| Problem to solve |
Take each line of the listing that has the string "through" and report it.

| Data extract |
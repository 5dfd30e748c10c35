//! Camera used to build the per-frame view frustum and sort depths.

use glam::{Mat4, Quat, Vec3};

use crate::bounds::Frustum;

/// Projection type for the camera.
#[derive(Clone, Copy, Debug, PartialEq)]
pub enum Projection {
    /// Perspective projection
    Perspective {
        fov_y: f32,
        aspect: f32,
        near: f32,
        far: f32,
    },
    /// Orthographic projection
    Orthographic {
        half_width: f32,
        half_height: f32,
        near: f32,
        far: f32,
    },
}

impl Projection {
    /// The projection matrix, depth range `[0, 1]`, Y pointing down in clip
    /// space.
    pub fn matrix(&self) -> Mat4 {
        let mut proj = match *self {
            Projection::Perspective {
                fov_y,
                aspect,
                near,
                far,
            } => Mat4::perspective_rh(fov_y, aspect, near, far),
            Projection::Orthographic {
                half_width,
                half_height,
                near,
                far,
            } => Mat4::orthographic_rh(
                -half_width,
                half_width,
                -half_height,
                half_height,
                near,
                far,
            ),
        };
        proj.y_axis.y *= -1.0;
        proj
    }
}

/// A camera for rendering the scene.
#[derive(Clone, Debug)]
pub struct Camera {
    /// Camera position in world space
    pub position: Vec3,
    /// Camera rotation
    pub rotation: Quat,
    /// Projection settings
    pub projection: Projection,
}

impl Default for Camera {
    fn default() -> Self {
        Self {
            position: Vec3::new(0.0, 0.0, 5.0),
            rotation: Quat::IDENTITY,
            projection: Projection::Perspective {
                fov_y: 60.0_f32.to_radians(),
                aspect: 16.0 / 9.0,
                near: 0.1,
                far: 500.0,
            },
        }
    }
}

impl Camera {
    /// Create a new camera with default settings.
    pub fn new() -> Self {
        Self::default()
    }

    /// Create a perspective camera at `position` looking at `target`.
    pub fn perspective(
        position: Vec3,
        target: Vec3,
        fov_y: f32,
        aspect: f32,
        near: f32,
        far: f32,
    ) -> Self {
        let mut camera = Self {
            position,
            rotation: Quat::IDENTITY,
            projection: Projection::Perspective {
                fov_y,
                aspect,
                near,
                far,
            },
        };
        camera.look_at(target);
        camera
    }

    /// Update the aspect ratio (for perspective projection).
    pub fn set_aspect(&mut self, new_aspect: f32) {
        if let Projection::Perspective { aspect, .. } = &mut self.projection {
            *aspect = new_aspect;
        }
    }

    /// Get the view matrix.
    pub fn view_matrix(&self) -> Mat4 {
        Mat4::look_to_rh(self.position, self.forward(), self.up())
    }

    /// Get the projection matrix.
    pub fn projection_matrix(&self) -> Mat4 {
        self.projection.matrix()
    }

    /// Get the view-projection matrix.
    pub fn view_projection_matrix(&self) -> Mat4 {
        self.projection_matrix() * self.view_matrix()
    }

    /// The view frustum for this frame.
    pub fn frustum(&self) -> Frustum {
        Frustum::from_view_projection(&self.view_projection_matrix())
    }

    /// Distance of `point` in front of the camera along the view axis.
    ///
    /// Negative for points behind the camera.
    #[inline]
    pub fn view_depth(&self, point: Vec3) -> f32 {
        (point - self.position).dot(self.forward())
    }

    /// Get the forward direction vector.
    pub fn forward(&self) -> Vec3 {
        self.rotation * Vec3::NEG_Z
    }

    /// Get the up direction vector.
    pub fn up(&self) -> Vec3 {
        self.rotation * Vec3::Y
    }

    /// Get the right direction vector.
    pub fn right(&self) -> Vec3 {
        self.rotation * Vec3::X
    }

    /// Turn the camera toward `target`, keeping world Y up.
    pub fn look_at(&mut self, target: Vec3) {
        let direction = target - self.position;
        if direction.length_squared() <= f32::EPSILON {
            return;
        }
        let view = Mat4::look_at_rh(self.position, target, Vec3::Y);
        self.rotation = Quat::from_mat4(&view.inverse()).normalize();
    }

    /// Place the camera on a horizontal circle around `target` and face it.
    pub fn orbit(&mut self, target: Vec3, radius: f32, height: f32, angle: f32) {
        self.position = target + Vec3::new(radius * angle.sin(), height, radius * angle.cos());
        self.look_at(target);
    }
}
//! kiln - frame submission demo
//!
//! Runs the headless demo scene through the submission core, or a smoke run
//! of empty frames on a Vulkan device.

use std::path::PathBuf;
use std::sync::Arc;

use anyhow::{Context, Result};
use clap::Parser;
use tracing::info;

use kiln_core::RendererConfig;
use kiln_renderer::GraphicsContext;
use kiln_rhi::headless::HeadlessDevice;

mod demo;
#[cfg(feature = "vulkan")]
mod smoke;

#[derive(Debug, Clone, Copy, PartialEq, Eq, Default, clap::ValueEnum)]
/// Device the frames are submitted to.
enum Backend {
    #[default]
    /// Software device with simulated GPU latency.
    Headless,
    /// First suitable Vulkan GPU.
    Vulkan,
}

#[derive(clap::Parser, Debug)]
#[command(about = "Frame submission and draw batching demo", long_about = None)]
struct CliArgs {
    /// RON configuration file. Defaults are used when omitted.
    #[arg(short, long)]
    config: Option<PathBuf>,

    /// Number of frames to render.
    #[arg(short, long, default_value_t = 240)]
    frames: u64,

    /// Number of objects in the demo scene.
    #[arg(short, long, default_value_t = 64)]
    objects: usize,

    /// Device to submit to.
    #[arg(short, long, default_value = "headless")]
    backend: Backend,
}

fn main() -> Result<()> {
    kiln_core::init_logging();
    let args = CliArgs::parse();

    let config = match &args.config {
        Some(path) => RendererConfig::load(path)
            .with_context(|| format!("failed to load {}", path.display()))?,
        None => RendererConfig::default(),
    };
    info!(
        "Starting kiln: {} frames, {} frames in flight, {:?} backend",
        args.frames, config.frames_in_flight, args.backend
    );

    match args.backend {
        Backend::Headless => run_headless(&config, &args),
        Backend::Vulkan => run_vulkan(&config, &args),
    }
}

fn run_headless(config: &RendererConfig, args: &CliArgs) -> Result<()> {
    let device = Arc::new(HeadlessDevice::from_config(&config.headless)?);
    let mut context = GraphicsContext::new(device.clone(), config)?;

    let summary = demo::run(&mut context, args.frames, args.objects)?;
    info!(
        "Rendered {} frames: {} draws, {} culled, {} rejected, {} pipeline binds",
        summary.frames, summary.drawn, summary.culled, summary.rejected, summary.pipeline_binds
    );
    info!(
        "{} pipelines built, {} draws skipped on failed pipelines, {} respawns",
        summary.pipelines_built, summary.pipeline_failures, summary.respawns
    );
    info!(
        "Waited on {} frames (longest {:?}); average frame {:?}, longest {:?}",
        summary.waited_frames, summary.longest_wait, summary.average_frame, summary.longest_frame
    );
    info!("Device executed {} submissions", device.submitted_count());
    Ok(())
}

#[cfg(feature = "vulkan")]
fn run_vulkan(config: &RendererConfig, args: &CliArgs) -> Result<()> {
    let summary = smoke::run(config, args.frames)?;
    info!(
        "Vulkan smoke run: {} frames, {} waited, {} views recycled, fence at {}",
        summary.frames, summary.waited_frames, summary.views_recycled, summary.completed_value
    );
    Ok(())
}

#[cfg(not(feature = "vulkan"))]
fn run_vulkan(_config: &RendererConfig, _args: &CliArgs) -> Result<()> {
    anyhow::bail!("kiln was built without the `vulkan` feature")
}
//! Pipeline keys, descriptions and the pipeline cache.
//!
//! A draw's pipeline is identified by a [`PipelineKey`], which packs the mesh's
//! vertex attributes and the material's render flags into one `u64`:
//!
//! ```text
//!  63            32 31             0
//! +----------------+----------------+
//! |   MeshFlags    | MaterialFlags  |
//! +----------------+----------------+
//! ```
//!
//! Sorting by key groups draws that share a pipeline, so the replay loop only
//! rebinds when the key changes.
//!
//! # Overview
//!
//! [`PipelineDesc::from_key`] derives the concrete configuration (vertex
//! layout, cull mode, fill mode, pixel stage) from a key. A [`PipelineFactory`]
//! turns that description into a backend pipeline object. [`PipelineCache`]
//! memoizes the result per key and can build ahead of time on background
//! threads.
//!
//! # Example
//!
//! ```
//! use kiln_renderer::pipeline::{MaterialFlags, MeshFlags, PipelineKey};
//!
//! let key = PipelineKey::new(MeshFlags::REQUIRED, MaterialFlags::HAS_TEXTURE);
//! assert_eq!(key.mesh_flags(), MeshFlags::REQUIRED);
//! assert_eq!(key.material_flags(), MaterialFlags::HAS_TEXTURE);
//! ```

use std::collections::HashMap;
use std::fmt;
use std::sync::Arc;
use std::thread::{self, JoinHandle};

use bitflags::bitflags;
use tracing::{debug, warn};

use kiln_rhi::command::PipelineId;

use crate::error::PipelineError;

bitflags! {
    /// Vertex attributes a mesh provides.
    #[derive(Clone, Copy, Debug, Default, PartialEq, Eq, Hash, PartialOrd, Ord)]
    pub struct MeshFlags: u32 {
        const POSITION = 1;
        const NORMAL = 1 << 1;
        const UV = 1 << 2;
        /// Every attribute the standard lit pipeline reads.
        const REQUIRED = Self::POSITION.bits() | Self::NORMAL.bits() | Self::UV.bits();
    }
}

bitflags! {
    /// Material render flags.
    #[derive(Clone, Copy, Debug, Default, PartialEq, Eq, Hash, PartialOrd, Ord)]
    pub struct MaterialFlags: u32 {
        const HAS_TEXTURE = 1;
        const NO_CULLING = 1 << 1;
        const WIREFRAME = 1 << 2;
    }
}

/// Packed mesh and material flags identifying one pipeline configuration.
#[derive(Clone, Copy, Debug, Default, PartialEq, Eq, Hash, PartialOrd, Ord)]
pub struct PipelineKey(u64);

impl PipelineKey {
    /// Packs `mesh` into the high 32 bits and `material` into the low 32 bits.
    #[inline]
    pub const fn new(mesh: MeshFlags, material: MaterialFlags) -> Self {
        Self(((mesh.bits() as u64) << 32) | material.bits() as u64)
    }

    /// Wraps an already packed value.
    #[inline]
    pub const fn from_raw(raw: u64) -> Self {
        Self(raw)
    }

    /// The packed value.
    #[inline]
    pub const fn raw(self) -> u64 {
        self.0
    }

    /// Mesh flags, including bits this version does not name.
    #[inline]
    pub const fn mesh_flags(self) -> MeshFlags {
        MeshFlags::from_bits_retain((self.0 >> 32) as u32)
    }

    /// Material flags, including bits this version does not name.
    #[inline]
    pub const fn material_flags(self) -> MaterialFlags {
        MaterialFlags::from_bits_retain(self.0 as u32)
    }
}

impl fmt::Display for PipelineKey {
    fn fmt(&self, f: &mut fmt::Formatter<'_>) -> fmt::Result {
        write!(f, "{:#018x}", self.0)
    }
}

/// Face culling.
#[derive(Clone, Copy, Debug, PartialEq, Eq, Hash)]
pub enum CullMode {
    None,
    Back,
}

/// Polygon fill.
#[derive(Clone, Copy, Debug, PartialEq, Eq, Hash)]
pub enum FillMode {
    Solid,
    Wireframe,
}

/// Which pixel stage a pipeline runs.
#[derive(Clone, Copy, Debug, PartialEq, Eq, Hash)]
pub enum PixelStage {
    /// Lit, untextured.
    Lit,
    /// Lit, sampling the material's base color texture.
    LitTextured,
}

/// Data type of one vertex attribute.
#[derive(Clone, Copy, Debug, PartialEq, Eq, Hash)]
pub enum VertexFormat {
    Float32x2,
    Float32x3,
    Float32x4,
}

impl VertexFormat {
    /// Size in bytes.
    #[inline]
    pub const fn size(self) -> u32 {
        match self {
            Self::Float32x2 => 8,
            Self::Float32x3 => 12,
            Self::Float32x4 => 16,
        }
    }
}

/// One attribute of the interleaved vertex layout.
#[derive(Clone, Copy, Debug, PartialEq, Eq, Hash)]
pub struct VertexAttribute {
    /// Which mesh attribute this is.
    pub semantic: MeshFlags,
    /// Shader input location.
    pub location: u32,
    pub format: VertexFormat,
    /// Byte offset inside the vertex.
    pub offset: u32,
}

/// Concrete pipeline configuration derived from a [`PipelineKey`].
///
/// Derivation is a pure function of the key: equal keys always produce equal
/// descriptions.
#[derive(Clone, Debug, PartialEq, Eq, Hash)]
pub struct PipelineDesc {
    pub key: PipelineKey,
    /// Interleaved attributes in shader location order.
    pub vertex_attributes: Vec<VertexAttribute>,
    /// Bytes per vertex.
    pub vertex_stride: u32,
    pub pixel_stage: PixelStage,
    pub cull_mode: CullMode,
    pub fill_mode: FillMode,
}

impl PipelineDesc {
    /// Derives the description for `key`.
    ///
    /// - Vertex attributes are appended in position, normal, UV order for
    ///   each mesh flag present; positions are four-component.
    /// - `HAS_TEXTURE` selects the textured pixel stage.
    /// - `NO_CULLING` disables back-face culling.
    /// - `WIREFRAME` switches to wireframe fill.
    pub fn from_key(key: PipelineKey) -> Self {
        let mesh = key.mesh_flags();
        let material = key.material_flags();

        let mut vertex_attributes = Vec::with_capacity(3);
        let mut offset = 0;
        for (semantic, format) in [
            (MeshFlags::POSITION, VertexFormat::Float32x4),
            (MeshFlags::NORMAL, VertexFormat::Float32x3),
            (MeshFlags::UV, VertexFormat::Float32x2),
        ] {
            if mesh.contains(semantic) {
                vertex_attributes.push(VertexAttribute {
                    semantic,
                    location: vertex_attributes.len() as u32,
                    format,
                    offset,
                });
                offset += format.size();
            }
        }

        Self {
            key,
            vertex_attributes,
            vertex_stride: offset,
            pixel_stage: if material.contains(MaterialFlags::HAS_TEXTURE) {
                PixelStage::LitTextured
            } else {
                PixelStage::Lit
            },
            cull_mode: if material.contains(MaterialFlags::NO_CULLING) {
                CullMode::None
            } else {
                CullMode::Back
            },
            fill_mode: if material.contains(MaterialFlags::WIREFRAME) {
                FillMode::Wireframe
            } else {
                FillMode::Solid
            },
        }
    }
}

/// A built pipeline that can be bound on a command buffer.
pub trait PipelineObject {
    /// Identifier passed to [`DrawRecorder::set_pipeline`](kiln_rhi::command::DrawRecorder::set_pipeline).
    fn id(&self) -> PipelineId;
}

/// Builds backend pipelines from descriptions.
///
/// Factories are shared with background build threads, so they must be
/// `Send + Sync`.
pub trait PipelineFactory: Send + Sync + 'static {
    /// Backend pipeline type.
    type Pipeline: PipelineObject + Send + 'static;

    /// Builds the pipeline for `key`.
    ///
    /// # Errors
    ///
    /// Returns [`PipelineError::BuildFailed`] if the backend rejects the
    /// description (shader compilation, unsupported state).
    fn create(&self, key: PipelineKey, desc: &PipelineDesc) -> Result<Self::Pipeline, PipelineError>;
}

/// Where a key is in its build lifecycle.
#[derive(Clone, Copy, Debug, PartialEq, Eq)]
pub enum PipelineState {
    /// A background build is running or finished but not yet collected.
    Pending,
    Ready,
    Failed,
}

type BuildResult<P> = Result<P, PipelineError>;

/// Memoizes pipelines per key.
///
/// ```text
///            prepare            poll / resolve
/// unknown ----------> Pending ------------------> Ready | Failed
///    |                                               ^
///    +----------------- resolve (synchronous) -------+
/// ```
///
/// A key that failed stays failed; it is never rebuilt.
///
/// # Thread Safety
///
/// The cache itself is used from the frame thread only. Background builds
/// hold an `Arc` of the factory and hand their result back through a join
/// handle.
pub struct PipelineCache<F: PipelineFactory> {
    factory: Arc<F>,
    pending: HashMap<PipelineKey, JoinHandle<BuildResult<F::Pipeline>>>,
    built: HashMap<PipelineKey, BuildResult<F::Pipeline>>,
    builds_started: usize,
}

impl<F: PipelineFactory> PipelineCache<F> {
    /// Creates an empty cache over `factory`.
    pub fn new(factory: F) -> Self {
        Self {
            factory: Arc::new(factory),
            pending: HashMap::new(),
            built: HashMap::new(),
            builds_started: 0,
        }
    }

    /// Returns the factory.
    #[inline]
    pub fn factory(&self) -> &F {
        &self.factory
    }

    /// Starts building `key` on a background thread.
    ///
    /// Does nothing if the key is already pending, ready or failed. Returns
    /// whether a build was started. If the thread cannot be spawned the key is
    /// left unknown and [`resolve`](Self::resolve) builds it synchronously.
    pub fn prepare(&mut self, key: PipelineKey) -> bool {
        if self.state(key).is_some() {
            return false;
        }

        let factory = Arc::clone(&self.factory);
        let spawned = thread::Builder::new()
            .name(format!("kiln-pipeline-{:x}", key.raw()))
            .spawn(move || factory.create(key, &PipelineDesc::from_key(key)));

        match spawned {
            Ok(handle) => {
                debug!("Started background build for pipeline {}", key);
                self.pending.insert(key, handle);
                self.builds_started += 1;
                true
            }
            Err(e) => {
                warn!("Could not spawn build thread for pipeline {}: {}", key, e);
                false
            }
        }
    }

    /// Collects background builds that have finished, without blocking.
    ///
    /// Returns the number of keys that left the pending state.
    pub fn poll(&mut self) -> usize {
        let finished: Vec<PipelineKey> = self
            .pending
            .iter()
            .filter(|(_, handle)| handle.is_finished())
            .map(|(key, _)| *key)
            .collect();

        for key in &finished {
            if let Some(handle) = self.pending.remove(key) {
                let result = join_build(*key, handle);
                self.record(*key, result);
            }
        }
        finished.len()
    }

    /// Returns the pipeline for `key`, building or joining as needed.
    ///
    /// This is the only way to obtain a pipeline, so a pipeline is never
    /// bound before its build has completed.
    ///
    /// - Pending: blocks until the background build finishes.
    /// - Unknown: builds synchronously on the calling thread.
    ///
    /// # Errors
    ///
    /// Returns the key's recorded [`PipelineError`] if its build failed, now
    /// or on an earlier call.
    pub fn resolve(&mut self, key: PipelineKey) -> Result<&F::Pipeline, PipelineError> {
        if let Some(handle) = self.pending.remove(&key) {
            let result = join_build(key, handle);
            self.record(key, result);
        }

        if !self.built.contains_key(&key) {
            self.builds_started += 1;
            let result = self.factory.create(key, &PipelineDesc::from_key(key));
            self.record(key, result);
        }

        match self.built.get(&key) {
            Some(Ok(pipeline)) => Ok(pipeline),
            Some(Err(e)) => Err(e.clone()),
            None => Err(PipelineError::BuildFailed {
                key,
                reason: "build result missing".to_string(),
            }),
        }
    }

    /// Lifecycle state of `key`, `None` if it was never requested.
    pub fn state(&self, key: PipelineKey) -> Option<PipelineState> {
        if self.pending.contains_key(&key) {
            return Some(PipelineState::Pending);
        }
        self.built.get(&key).map(|result| match result {
            Ok(_) => PipelineState::Ready,
            Err(_) => PipelineState::Failed,
        })
    }

    /// Number of keys the cache knows about, in any state.
    #[inline]
    pub fn len(&self) -> usize {
        self.pending.len() + self.built.len()
    }

    /// Whether no key has been requested yet.
    #[inline]
    pub fn is_empty(&self) -> bool {
        self.len() == 0
    }

    /// Total number of builds started, background and synchronous.
    #[inline]
    pub fn builds_started(&self) -> usize {
        self.builds_started
    }

    fn record(&mut self, key: PipelineKey, result: BuildResult<F::Pipeline>) {
        match &result {
            Ok(_) => debug!("Pipeline {} ready", key),
            Err(e) => warn!("{}", e),
        }
        self.built.insert(key, result);
    }
}

impl<F: PipelineFactory> Drop for PipelineCache<F> {
    fn drop(&mut self) {
        for (key, handle) in self.pending.drain() {
            if handle.join().is_err() {
                warn!("Pipeline {} build thread panicked during shutdown", key);
            }
        }
    }
}

fn join_build<P>(key: PipelineKey, handle: JoinHandle<BuildResult<P>>) -> BuildResult<P> {
    handle
        .join()
        .unwrap_or(Err(PipelineError::BuildPanicked { key }))
}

| The completed task |
//! Runs the headless demo scene through the submission core, or a smoke run
/// hold an `Arc` of the factory and hand their result back through a join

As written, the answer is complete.